_WHAT THE TASK REQUIRES_
Below are the records; copy each line in them that holds the word "FileMakeWriter".

---*---

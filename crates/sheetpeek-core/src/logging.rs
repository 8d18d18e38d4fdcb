//! Logging init: file under XDG state dir, or graceful fallback to stderr.
//!
//! Stdout belongs to the header report, so no subscriber here ever writes to it.

use anyhow::Result;
use std::fs;
use std::io;
use std::path::PathBuf;
use tracing_subscriber::fmt::writer::BoxMakeWriter;
use tracing_subscriber::fmt::MakeWriter;
use tracing_subscriber::EnvFilter;

const DEFAULT_FILTER: &str = "info,sheetpeek=debug,sheetpeek_core=debug";

/// Writer that is either a file or stderr (used when file clone fails).
enum FileOrStderr {
    File(std::fs::File),
    Stderr,
}

impl io::Write for FileOrStderr {
    fn write(&mut self, buf: &[u8]) -> io::Result<usize> {
        match self {
            FileOrStderr::File(f) => f.write(buf),
            FileOrStderr::Stderr => io::stderr().lock().write(buf),
        }
    }

    fn flush(&mut self) -> io::Result<()> {
        match self {
            FileOrStderr::File(f) => f.flush(),
            FileOrStderr::Stderr => io::stderr().lock().flush(),
        }
    }
}

fn env_filter() -> EnvFilter {
    EnvFilter::try_from_default_env().unwrap_or_else(|_| EnvFilter::new(DEFAULT_FILTER))
}

/// Path of the log file: `~/.local/state/sheetpeek/sheetpeek.log`.
pub fn log_path() -> Result<PathBuf> {
    let xdg_dirs = xdg::BaseDirectories::with_prefix("sheetpeek")?;
    Ok(xdg_dirs
        .get_state_home()
        .join("sheetpeek")
        .join("sheetpeek.log"))
}

/// Initialize structured logging to the state-dir log file.
/// On failure (e.g. log dir unwritable), returns Err so the caller can fall back to stderr.
pub fn init_logging() -> Result<()> {
    let log_file_path = log_path()?;
    if let Some(dir) = log_file_path.parent() {
        fs::create_dir_all(dir)?;
    }

    let file = fs::OpenOptions::new()
        .create(true)
        .append(true)
        .open(&log_file_path)?;

    struct FileMakeWriter(std::fs::File);

    impl<'a> MakeWriter<'a> for FileMakeWriter {
        type Writer = FileOrStderr;

        fn make_writer(&'a self) -> Self::Writer {
            self.0
                .try_clone()
                .map(FileOrStderr::File)
                .unwrap_or(FileOrStderr::Stderr)
        }
    }

    let writer: BoxMakeWriter = BoxMakeWriter::new(FileMakeWriter(file));

    tracing_subscriber::fmt()
        .with_env_filter(env_filter())
        .with_writer(writer)
        .with_ansi(false)
        .try_init()
        .map_err(|e| anyhow::anyhow!("failed to install subscriber: {}", e))?;

    tracing::info!("sheetpeek logging initialized at {}", log_file_path.display());

    Ok(())
}

/// Initialize logging to stderr only (no file). Use when init_logging() fails so the CLI doesn't crash.
pub fn init_logging_stderr() {
    let _ = tracing_subscriber::fmt()
        .with_env_filter(env_filter())
        .with_writer(std::io::stderr)
        .with_ansi(false)
        .try_init();
}
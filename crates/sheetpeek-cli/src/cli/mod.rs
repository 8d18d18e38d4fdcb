//! CLI for sheetpeek.

use anyhow::Result;
use clap::Parser;
use sheetpeek_core::config::{self, SheetConfig};
use sheetpeek_core::mapping::ColumnMapping;
use sheetpeek_core::report;
use std::io;
use std::path::PathBuf;

/// Download a spreadsheet export and list its column headers.
#[derive(Debug, Parser)]
#[command(name = "sheetpeek")]
#[command(about = "Download a spreadsheet and print its column headers", long_about = None)]
pub struct Cli {
    /// URL returning the spreadsheet document (default: the configured sheet).
    #[arg(long, value_name = "URL", conflicts_with = "sheet_id")]
    pub url: Option<String>,

    /// Google Sheets document ID; downloads its xlsx export.
    #[arg(long, value_name = "ID")]
    pub sheet_id: Option<String>,

    /// Where to save the downloaded file (default: user_sheet.xlsx).
    #[arg(short, long, value_name = "PATH")]
    pub output: Option<PathBuf>,

    /// Config file to use instead of ~/.config/sheetpeek/config.toml.
    #[arg(long, value_name = "PATH")]
    pub config: Option<PathBuf>,

    /// Show the canonical record field each header maps to.
    #[arg(long)]
    pub map: bool,
}

impl Cli {
    pub fn run_from_args() -> Result<()> {
        Cli::parse().run()
    }

    /// Applies flag overrides on top of a loaded config.
    pub fn apply(&self, mut cfg: SheetConfig) -> Result<SheetConfig> {
        if let Some(url) = &self.url {
            cfg.source_url = url.clone();
        }
        if let Some(id) = &self.sheet_id {
            cfg.source_url = config::google_export_url(id)?;
        }
        if let Some(output) = &self.output {
            cfg.destination_path = output.clone();
        }
        cfg.validate()?;
        Ok(cfg)
    }

    pub fn run(self) -> Result<()> {
        let base = match &self.config {
            Some(path) => config::load_from(path)?,
            None => config::load_or_default()?,
        };
        let cfg = self.apply(base)?;
        tracing::debug!("effective config: {:?}", cfg);

        let mapping = self
            .map
            .then(|| ColumnMapping::builtin().with_aliases(&cfg.aliases));

        let outcome = report::run(&cfg);
        let stdout = io::stdout();
        let mut out = stdout.lock();
        report::write_outcome(&outcome, &mut out, mapping.as_ref())?;
        Ok(())
    }
}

---*---

_ANSWER_
    struct FileMakeWriter(std::fs::File);
    impl<'a> MakeWriter<'a> for FileMakeWriter {
    let writer: BoxMakeWriter = BoxMakeWriter::new(FileMakeWriter(file));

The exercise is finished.